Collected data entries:

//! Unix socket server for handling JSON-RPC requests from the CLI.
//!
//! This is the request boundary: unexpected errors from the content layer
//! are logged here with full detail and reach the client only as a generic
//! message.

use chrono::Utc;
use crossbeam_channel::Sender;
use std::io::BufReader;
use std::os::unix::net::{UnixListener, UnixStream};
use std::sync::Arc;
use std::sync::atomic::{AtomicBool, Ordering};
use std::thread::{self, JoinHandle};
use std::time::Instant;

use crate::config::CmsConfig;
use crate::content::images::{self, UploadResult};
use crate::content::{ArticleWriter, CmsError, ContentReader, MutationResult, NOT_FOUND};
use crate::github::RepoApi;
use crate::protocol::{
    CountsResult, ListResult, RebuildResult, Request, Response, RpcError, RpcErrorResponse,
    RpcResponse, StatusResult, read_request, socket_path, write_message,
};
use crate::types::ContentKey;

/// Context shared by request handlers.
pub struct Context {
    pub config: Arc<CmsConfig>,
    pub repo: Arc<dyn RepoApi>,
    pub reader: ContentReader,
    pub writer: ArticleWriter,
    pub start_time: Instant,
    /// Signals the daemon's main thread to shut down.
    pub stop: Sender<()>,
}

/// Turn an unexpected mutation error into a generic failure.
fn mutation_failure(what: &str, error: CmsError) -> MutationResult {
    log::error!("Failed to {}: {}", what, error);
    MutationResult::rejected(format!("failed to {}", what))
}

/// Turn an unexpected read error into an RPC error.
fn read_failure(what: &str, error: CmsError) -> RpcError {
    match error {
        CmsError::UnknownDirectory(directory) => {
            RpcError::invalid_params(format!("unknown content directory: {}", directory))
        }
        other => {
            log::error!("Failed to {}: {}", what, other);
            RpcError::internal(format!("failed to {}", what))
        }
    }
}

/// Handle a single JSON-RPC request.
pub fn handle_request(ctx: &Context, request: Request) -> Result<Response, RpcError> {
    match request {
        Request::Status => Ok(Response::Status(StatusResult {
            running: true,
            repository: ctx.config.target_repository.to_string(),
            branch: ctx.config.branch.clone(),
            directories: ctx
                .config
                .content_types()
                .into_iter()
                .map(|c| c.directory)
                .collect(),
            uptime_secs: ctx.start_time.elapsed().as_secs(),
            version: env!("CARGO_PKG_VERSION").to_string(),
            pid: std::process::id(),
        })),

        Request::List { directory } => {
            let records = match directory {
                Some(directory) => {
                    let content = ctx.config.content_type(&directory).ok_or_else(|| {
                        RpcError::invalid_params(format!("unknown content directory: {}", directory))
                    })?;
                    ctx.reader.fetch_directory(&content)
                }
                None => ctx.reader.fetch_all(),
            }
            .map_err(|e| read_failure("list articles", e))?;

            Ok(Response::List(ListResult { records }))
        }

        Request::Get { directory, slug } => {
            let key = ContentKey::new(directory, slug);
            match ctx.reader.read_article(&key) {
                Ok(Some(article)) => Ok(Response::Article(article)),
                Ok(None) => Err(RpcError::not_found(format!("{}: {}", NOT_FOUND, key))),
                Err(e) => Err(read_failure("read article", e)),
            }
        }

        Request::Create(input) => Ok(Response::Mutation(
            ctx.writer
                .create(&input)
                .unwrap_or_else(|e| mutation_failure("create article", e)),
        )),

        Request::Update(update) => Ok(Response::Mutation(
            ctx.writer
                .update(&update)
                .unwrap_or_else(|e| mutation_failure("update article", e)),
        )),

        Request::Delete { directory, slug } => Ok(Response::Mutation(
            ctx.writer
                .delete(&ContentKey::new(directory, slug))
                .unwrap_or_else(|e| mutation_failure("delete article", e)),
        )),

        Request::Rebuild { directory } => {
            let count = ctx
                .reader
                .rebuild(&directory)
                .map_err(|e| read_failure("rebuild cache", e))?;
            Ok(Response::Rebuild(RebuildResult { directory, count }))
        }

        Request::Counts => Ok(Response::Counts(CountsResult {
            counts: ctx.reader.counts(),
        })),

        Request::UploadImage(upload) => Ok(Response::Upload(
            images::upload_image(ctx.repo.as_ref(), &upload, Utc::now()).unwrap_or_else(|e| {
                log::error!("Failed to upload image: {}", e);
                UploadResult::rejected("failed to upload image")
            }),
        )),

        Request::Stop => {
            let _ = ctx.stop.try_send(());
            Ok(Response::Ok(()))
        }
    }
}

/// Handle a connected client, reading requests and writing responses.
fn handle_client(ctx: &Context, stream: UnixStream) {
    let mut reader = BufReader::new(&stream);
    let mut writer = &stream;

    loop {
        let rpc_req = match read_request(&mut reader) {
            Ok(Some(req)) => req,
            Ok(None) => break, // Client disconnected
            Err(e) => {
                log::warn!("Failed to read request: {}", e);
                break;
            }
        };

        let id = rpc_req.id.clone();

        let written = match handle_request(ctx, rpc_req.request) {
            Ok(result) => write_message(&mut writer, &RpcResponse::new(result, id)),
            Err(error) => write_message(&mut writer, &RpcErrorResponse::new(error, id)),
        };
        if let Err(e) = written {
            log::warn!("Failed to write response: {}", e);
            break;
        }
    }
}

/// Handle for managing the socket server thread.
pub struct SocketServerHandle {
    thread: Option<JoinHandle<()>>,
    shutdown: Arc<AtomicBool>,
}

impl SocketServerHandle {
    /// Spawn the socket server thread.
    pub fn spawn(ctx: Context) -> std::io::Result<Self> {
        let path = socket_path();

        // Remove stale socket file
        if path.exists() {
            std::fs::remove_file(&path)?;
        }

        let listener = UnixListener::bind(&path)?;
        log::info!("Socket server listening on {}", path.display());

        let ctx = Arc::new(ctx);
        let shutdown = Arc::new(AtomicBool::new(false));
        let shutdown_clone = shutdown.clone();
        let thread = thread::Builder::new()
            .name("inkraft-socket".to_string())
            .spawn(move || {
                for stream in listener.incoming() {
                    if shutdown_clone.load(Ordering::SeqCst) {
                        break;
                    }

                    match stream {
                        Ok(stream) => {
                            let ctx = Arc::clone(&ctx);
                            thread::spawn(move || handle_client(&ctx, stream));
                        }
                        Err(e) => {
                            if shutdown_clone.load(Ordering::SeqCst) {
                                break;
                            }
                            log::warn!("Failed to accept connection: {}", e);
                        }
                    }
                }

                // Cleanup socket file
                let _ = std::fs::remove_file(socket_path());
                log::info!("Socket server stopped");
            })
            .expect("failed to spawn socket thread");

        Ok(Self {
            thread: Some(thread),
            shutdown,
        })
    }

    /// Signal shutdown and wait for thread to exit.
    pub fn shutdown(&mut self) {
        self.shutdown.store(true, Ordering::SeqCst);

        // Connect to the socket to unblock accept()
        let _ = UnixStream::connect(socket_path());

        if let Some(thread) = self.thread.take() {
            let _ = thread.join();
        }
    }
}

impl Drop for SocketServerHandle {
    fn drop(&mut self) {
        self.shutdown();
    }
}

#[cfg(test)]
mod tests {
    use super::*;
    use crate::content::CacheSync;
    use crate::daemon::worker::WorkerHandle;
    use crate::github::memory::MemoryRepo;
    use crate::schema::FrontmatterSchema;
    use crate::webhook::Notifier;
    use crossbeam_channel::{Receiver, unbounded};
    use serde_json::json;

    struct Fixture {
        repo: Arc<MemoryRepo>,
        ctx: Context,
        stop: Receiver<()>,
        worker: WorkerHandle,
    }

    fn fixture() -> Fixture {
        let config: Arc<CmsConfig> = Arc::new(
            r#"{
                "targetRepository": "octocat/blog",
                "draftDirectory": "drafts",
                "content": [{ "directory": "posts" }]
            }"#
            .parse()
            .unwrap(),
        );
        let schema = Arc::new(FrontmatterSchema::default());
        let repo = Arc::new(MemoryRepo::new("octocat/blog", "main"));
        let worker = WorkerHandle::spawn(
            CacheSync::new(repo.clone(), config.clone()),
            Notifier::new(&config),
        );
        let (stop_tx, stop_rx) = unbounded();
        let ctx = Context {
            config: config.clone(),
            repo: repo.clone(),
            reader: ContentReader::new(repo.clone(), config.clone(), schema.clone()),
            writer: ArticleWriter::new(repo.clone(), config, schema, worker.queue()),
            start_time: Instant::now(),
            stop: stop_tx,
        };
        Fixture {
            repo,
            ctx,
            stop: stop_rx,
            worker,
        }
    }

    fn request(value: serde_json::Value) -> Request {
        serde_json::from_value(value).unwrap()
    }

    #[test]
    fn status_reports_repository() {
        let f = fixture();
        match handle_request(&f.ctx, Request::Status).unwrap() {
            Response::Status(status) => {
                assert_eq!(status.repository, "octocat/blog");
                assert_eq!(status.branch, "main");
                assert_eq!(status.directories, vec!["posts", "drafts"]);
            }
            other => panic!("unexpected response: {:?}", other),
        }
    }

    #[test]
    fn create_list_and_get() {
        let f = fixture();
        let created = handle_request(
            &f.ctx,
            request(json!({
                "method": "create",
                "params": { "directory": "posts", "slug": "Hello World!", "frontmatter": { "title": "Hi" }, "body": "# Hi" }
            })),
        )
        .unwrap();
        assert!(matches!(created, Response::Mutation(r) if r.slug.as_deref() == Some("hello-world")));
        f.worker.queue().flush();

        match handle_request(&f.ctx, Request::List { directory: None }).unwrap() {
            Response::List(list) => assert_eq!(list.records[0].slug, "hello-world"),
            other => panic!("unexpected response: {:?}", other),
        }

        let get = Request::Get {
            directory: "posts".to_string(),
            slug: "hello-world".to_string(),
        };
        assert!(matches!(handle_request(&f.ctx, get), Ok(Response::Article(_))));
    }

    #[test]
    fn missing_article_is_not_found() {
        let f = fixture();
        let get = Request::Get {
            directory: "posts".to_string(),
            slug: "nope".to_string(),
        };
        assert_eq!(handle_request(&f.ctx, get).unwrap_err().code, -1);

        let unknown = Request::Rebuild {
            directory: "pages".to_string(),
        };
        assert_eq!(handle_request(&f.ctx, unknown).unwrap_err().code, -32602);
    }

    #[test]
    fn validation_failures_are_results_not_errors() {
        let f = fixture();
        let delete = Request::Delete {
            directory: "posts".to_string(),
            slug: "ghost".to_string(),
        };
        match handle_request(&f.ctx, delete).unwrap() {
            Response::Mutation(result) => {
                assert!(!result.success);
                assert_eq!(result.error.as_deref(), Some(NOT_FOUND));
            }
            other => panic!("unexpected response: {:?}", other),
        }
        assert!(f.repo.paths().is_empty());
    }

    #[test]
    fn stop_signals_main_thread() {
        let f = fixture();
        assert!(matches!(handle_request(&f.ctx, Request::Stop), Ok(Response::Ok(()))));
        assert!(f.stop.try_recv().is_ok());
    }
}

* * *

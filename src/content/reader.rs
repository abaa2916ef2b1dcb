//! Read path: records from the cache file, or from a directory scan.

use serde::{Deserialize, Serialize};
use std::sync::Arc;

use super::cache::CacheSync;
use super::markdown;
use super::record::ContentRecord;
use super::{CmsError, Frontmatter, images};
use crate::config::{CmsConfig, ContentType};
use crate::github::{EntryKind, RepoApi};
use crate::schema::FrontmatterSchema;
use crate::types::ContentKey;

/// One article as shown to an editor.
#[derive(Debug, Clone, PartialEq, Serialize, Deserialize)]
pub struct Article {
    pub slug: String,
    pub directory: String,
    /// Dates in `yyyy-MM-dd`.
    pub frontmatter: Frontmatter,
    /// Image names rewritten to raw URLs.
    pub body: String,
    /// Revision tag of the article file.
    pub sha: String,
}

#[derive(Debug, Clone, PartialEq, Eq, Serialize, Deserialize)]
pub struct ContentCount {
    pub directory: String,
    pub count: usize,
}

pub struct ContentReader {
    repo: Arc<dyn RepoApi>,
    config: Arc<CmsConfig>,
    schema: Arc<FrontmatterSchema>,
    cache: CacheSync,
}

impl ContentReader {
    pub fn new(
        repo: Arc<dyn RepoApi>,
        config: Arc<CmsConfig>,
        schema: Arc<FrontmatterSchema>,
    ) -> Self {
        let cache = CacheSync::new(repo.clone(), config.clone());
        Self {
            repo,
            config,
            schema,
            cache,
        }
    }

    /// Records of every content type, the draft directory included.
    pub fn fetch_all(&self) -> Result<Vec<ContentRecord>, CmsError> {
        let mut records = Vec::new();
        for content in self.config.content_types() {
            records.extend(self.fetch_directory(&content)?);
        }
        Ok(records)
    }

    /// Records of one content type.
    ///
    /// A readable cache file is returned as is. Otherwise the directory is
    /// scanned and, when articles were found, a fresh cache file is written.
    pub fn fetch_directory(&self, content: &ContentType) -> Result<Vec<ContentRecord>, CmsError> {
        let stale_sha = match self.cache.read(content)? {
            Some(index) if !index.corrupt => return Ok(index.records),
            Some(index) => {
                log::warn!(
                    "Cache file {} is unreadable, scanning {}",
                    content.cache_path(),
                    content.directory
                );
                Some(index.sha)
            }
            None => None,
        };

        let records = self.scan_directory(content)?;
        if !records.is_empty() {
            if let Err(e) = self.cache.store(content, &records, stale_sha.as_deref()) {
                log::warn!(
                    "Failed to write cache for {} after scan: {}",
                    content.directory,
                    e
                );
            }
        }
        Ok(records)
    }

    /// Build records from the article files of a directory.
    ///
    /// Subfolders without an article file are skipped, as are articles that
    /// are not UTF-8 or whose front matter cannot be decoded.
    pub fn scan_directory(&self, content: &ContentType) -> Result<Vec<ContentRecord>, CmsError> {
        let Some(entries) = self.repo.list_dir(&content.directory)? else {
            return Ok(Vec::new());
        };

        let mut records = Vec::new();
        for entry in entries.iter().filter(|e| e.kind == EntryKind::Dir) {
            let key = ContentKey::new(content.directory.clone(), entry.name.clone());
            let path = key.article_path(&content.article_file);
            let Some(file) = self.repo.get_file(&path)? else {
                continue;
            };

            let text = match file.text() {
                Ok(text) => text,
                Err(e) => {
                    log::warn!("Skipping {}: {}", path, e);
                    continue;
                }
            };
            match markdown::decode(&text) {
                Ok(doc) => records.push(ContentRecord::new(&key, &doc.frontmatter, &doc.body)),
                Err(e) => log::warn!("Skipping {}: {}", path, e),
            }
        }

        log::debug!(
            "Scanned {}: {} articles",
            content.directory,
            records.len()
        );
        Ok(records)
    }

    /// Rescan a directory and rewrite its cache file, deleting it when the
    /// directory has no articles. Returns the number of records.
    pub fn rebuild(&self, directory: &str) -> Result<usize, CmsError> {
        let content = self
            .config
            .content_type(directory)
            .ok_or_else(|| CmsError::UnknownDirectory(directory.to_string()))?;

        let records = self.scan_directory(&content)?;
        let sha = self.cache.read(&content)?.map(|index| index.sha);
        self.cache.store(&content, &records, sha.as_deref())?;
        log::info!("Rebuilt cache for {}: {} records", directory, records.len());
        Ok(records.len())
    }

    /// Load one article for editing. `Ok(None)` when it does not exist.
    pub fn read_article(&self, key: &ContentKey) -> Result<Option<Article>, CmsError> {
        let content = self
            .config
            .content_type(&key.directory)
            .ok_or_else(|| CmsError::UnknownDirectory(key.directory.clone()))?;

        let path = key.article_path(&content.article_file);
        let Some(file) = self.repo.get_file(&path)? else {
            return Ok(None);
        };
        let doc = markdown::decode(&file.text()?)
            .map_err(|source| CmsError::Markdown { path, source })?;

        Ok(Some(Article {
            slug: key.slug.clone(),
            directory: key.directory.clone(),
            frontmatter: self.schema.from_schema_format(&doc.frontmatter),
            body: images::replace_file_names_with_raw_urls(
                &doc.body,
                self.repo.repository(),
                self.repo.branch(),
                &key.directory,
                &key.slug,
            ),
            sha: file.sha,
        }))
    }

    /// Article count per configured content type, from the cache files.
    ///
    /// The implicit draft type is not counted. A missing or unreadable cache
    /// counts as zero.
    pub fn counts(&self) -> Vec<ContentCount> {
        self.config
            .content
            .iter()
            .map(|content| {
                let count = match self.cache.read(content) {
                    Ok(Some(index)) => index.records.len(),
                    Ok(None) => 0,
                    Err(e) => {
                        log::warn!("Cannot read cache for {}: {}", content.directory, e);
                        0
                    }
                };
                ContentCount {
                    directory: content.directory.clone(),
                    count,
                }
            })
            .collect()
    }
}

...

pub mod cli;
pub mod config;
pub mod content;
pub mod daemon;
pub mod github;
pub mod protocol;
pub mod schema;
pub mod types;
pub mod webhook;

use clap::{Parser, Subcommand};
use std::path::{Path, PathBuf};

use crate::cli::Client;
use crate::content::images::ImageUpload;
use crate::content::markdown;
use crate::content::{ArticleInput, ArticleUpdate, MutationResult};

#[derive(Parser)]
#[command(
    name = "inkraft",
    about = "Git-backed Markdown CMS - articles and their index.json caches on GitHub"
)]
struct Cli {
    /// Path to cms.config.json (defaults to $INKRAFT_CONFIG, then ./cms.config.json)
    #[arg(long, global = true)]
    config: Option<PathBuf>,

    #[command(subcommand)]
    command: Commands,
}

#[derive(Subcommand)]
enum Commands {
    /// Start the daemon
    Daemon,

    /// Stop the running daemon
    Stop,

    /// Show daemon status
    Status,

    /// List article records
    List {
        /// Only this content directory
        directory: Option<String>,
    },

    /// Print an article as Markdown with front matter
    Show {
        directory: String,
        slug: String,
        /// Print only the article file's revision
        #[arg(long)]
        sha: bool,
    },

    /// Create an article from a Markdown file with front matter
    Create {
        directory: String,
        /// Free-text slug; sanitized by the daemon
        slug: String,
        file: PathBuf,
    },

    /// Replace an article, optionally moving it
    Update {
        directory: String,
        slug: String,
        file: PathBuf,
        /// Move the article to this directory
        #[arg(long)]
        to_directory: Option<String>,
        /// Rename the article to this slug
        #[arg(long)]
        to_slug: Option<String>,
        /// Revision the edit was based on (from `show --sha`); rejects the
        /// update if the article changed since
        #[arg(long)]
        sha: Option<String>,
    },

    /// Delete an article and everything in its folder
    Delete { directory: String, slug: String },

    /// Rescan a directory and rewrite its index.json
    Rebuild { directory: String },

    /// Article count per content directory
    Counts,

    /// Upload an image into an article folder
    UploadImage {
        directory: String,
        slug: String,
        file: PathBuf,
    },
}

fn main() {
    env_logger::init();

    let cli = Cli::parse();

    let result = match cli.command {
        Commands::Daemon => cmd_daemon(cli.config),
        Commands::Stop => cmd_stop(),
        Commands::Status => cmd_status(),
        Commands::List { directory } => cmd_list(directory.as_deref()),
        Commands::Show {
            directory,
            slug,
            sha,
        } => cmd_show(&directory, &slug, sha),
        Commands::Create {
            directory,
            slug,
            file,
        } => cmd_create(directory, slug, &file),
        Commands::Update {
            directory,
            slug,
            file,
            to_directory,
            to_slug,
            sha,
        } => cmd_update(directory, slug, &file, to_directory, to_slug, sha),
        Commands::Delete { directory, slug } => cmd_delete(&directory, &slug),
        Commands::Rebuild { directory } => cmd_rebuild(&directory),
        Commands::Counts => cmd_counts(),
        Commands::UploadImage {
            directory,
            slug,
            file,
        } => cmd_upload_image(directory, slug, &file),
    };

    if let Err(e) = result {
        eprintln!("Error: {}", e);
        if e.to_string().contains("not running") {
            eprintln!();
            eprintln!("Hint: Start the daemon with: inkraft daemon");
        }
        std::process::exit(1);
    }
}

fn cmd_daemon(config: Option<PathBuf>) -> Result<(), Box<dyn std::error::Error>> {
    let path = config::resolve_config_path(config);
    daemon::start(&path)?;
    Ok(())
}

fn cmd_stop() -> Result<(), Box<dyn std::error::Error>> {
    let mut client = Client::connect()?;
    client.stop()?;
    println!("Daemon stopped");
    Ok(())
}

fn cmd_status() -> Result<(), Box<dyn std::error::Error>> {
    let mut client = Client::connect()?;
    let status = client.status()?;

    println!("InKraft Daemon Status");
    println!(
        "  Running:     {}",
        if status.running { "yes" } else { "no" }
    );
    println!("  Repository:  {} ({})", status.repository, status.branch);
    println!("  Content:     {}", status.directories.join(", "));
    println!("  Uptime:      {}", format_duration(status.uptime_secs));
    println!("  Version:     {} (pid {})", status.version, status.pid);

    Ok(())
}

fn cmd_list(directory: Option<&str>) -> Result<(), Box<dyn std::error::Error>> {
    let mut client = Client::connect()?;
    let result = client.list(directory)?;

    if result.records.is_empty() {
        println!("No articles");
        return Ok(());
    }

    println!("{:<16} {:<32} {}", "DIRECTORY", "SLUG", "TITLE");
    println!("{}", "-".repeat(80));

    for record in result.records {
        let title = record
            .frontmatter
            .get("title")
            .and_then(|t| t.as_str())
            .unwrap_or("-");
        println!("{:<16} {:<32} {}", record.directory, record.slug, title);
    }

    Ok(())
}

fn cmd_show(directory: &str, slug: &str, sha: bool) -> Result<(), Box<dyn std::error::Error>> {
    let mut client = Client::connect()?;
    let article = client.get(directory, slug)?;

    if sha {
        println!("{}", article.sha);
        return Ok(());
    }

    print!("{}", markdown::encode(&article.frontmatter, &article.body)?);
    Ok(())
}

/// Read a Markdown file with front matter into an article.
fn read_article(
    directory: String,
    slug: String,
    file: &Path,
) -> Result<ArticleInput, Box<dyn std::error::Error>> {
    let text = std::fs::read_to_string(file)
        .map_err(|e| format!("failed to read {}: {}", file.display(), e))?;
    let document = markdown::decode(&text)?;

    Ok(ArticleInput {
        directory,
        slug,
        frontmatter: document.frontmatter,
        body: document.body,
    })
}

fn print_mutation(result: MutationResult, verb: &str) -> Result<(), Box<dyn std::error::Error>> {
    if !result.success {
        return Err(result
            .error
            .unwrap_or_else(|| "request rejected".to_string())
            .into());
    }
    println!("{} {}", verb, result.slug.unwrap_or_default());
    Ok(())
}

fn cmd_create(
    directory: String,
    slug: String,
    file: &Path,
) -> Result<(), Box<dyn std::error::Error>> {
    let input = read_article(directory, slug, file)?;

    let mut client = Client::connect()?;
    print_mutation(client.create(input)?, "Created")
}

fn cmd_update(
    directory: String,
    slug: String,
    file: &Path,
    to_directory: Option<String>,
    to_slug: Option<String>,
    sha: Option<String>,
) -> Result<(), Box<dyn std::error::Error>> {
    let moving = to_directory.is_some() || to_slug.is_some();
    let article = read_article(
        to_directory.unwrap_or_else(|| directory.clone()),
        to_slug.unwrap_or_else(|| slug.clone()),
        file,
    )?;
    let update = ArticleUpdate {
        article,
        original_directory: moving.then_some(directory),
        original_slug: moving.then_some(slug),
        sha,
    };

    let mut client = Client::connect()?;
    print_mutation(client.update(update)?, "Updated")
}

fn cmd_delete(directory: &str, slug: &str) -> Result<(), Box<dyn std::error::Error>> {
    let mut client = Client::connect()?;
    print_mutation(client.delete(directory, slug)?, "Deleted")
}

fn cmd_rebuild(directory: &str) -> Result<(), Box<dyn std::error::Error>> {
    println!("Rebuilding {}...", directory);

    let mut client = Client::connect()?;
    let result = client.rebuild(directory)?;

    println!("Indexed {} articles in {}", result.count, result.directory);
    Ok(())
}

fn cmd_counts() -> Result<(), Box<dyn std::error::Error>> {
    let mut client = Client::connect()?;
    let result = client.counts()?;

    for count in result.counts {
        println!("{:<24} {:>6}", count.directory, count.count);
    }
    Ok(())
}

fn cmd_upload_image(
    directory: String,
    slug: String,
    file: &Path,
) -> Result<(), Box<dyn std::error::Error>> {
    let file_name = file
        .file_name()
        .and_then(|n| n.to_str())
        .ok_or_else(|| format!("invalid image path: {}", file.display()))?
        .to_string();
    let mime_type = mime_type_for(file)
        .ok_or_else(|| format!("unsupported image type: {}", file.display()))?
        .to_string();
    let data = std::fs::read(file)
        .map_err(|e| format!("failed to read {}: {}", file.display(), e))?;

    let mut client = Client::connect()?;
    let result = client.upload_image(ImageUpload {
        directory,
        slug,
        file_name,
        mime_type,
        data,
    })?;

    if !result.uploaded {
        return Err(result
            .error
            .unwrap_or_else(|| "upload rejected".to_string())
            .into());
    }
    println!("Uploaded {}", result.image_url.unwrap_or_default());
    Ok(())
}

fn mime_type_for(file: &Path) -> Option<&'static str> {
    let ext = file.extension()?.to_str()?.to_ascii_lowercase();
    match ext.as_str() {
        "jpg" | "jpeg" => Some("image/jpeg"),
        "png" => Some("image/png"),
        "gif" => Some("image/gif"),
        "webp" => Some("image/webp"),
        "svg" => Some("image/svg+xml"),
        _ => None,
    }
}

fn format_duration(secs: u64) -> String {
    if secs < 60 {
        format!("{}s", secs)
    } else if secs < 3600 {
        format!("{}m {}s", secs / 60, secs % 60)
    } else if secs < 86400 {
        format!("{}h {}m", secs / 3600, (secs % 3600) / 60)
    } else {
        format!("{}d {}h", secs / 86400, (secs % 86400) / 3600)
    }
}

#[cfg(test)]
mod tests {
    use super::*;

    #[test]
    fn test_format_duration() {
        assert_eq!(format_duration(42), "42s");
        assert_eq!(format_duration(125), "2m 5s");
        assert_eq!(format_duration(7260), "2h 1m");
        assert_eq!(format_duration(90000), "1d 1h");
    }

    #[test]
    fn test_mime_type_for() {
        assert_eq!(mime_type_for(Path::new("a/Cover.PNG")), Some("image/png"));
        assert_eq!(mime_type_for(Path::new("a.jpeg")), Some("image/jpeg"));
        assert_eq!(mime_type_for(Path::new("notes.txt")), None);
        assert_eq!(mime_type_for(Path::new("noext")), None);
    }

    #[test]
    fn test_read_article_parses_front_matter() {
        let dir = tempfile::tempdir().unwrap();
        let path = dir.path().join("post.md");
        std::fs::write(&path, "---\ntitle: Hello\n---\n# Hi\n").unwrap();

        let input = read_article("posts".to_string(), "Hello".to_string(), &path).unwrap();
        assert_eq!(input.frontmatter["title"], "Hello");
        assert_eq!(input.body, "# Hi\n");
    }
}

**TASK DESCRIPTION**
Taking the records above, retype every line from the one with "fn drop(&mut self)" down to the one with "use crate::webhook::Notifier;", exactly and with nothing else.

**OUTPUT FOR THIS EXERCISE**
    fn drop(&mut self) {
        self.shutdown();
    }
}

#[cfg(test)]
mod tests {
    use super::*;
    use crate::content::CacheSync;
    use crate::daemon::worker::WorkerHandle;
    use crate::github::memory::MemoryRepo;
    use crate::schema::FrontmatterSchema;
    use crate::webhook::Notifier;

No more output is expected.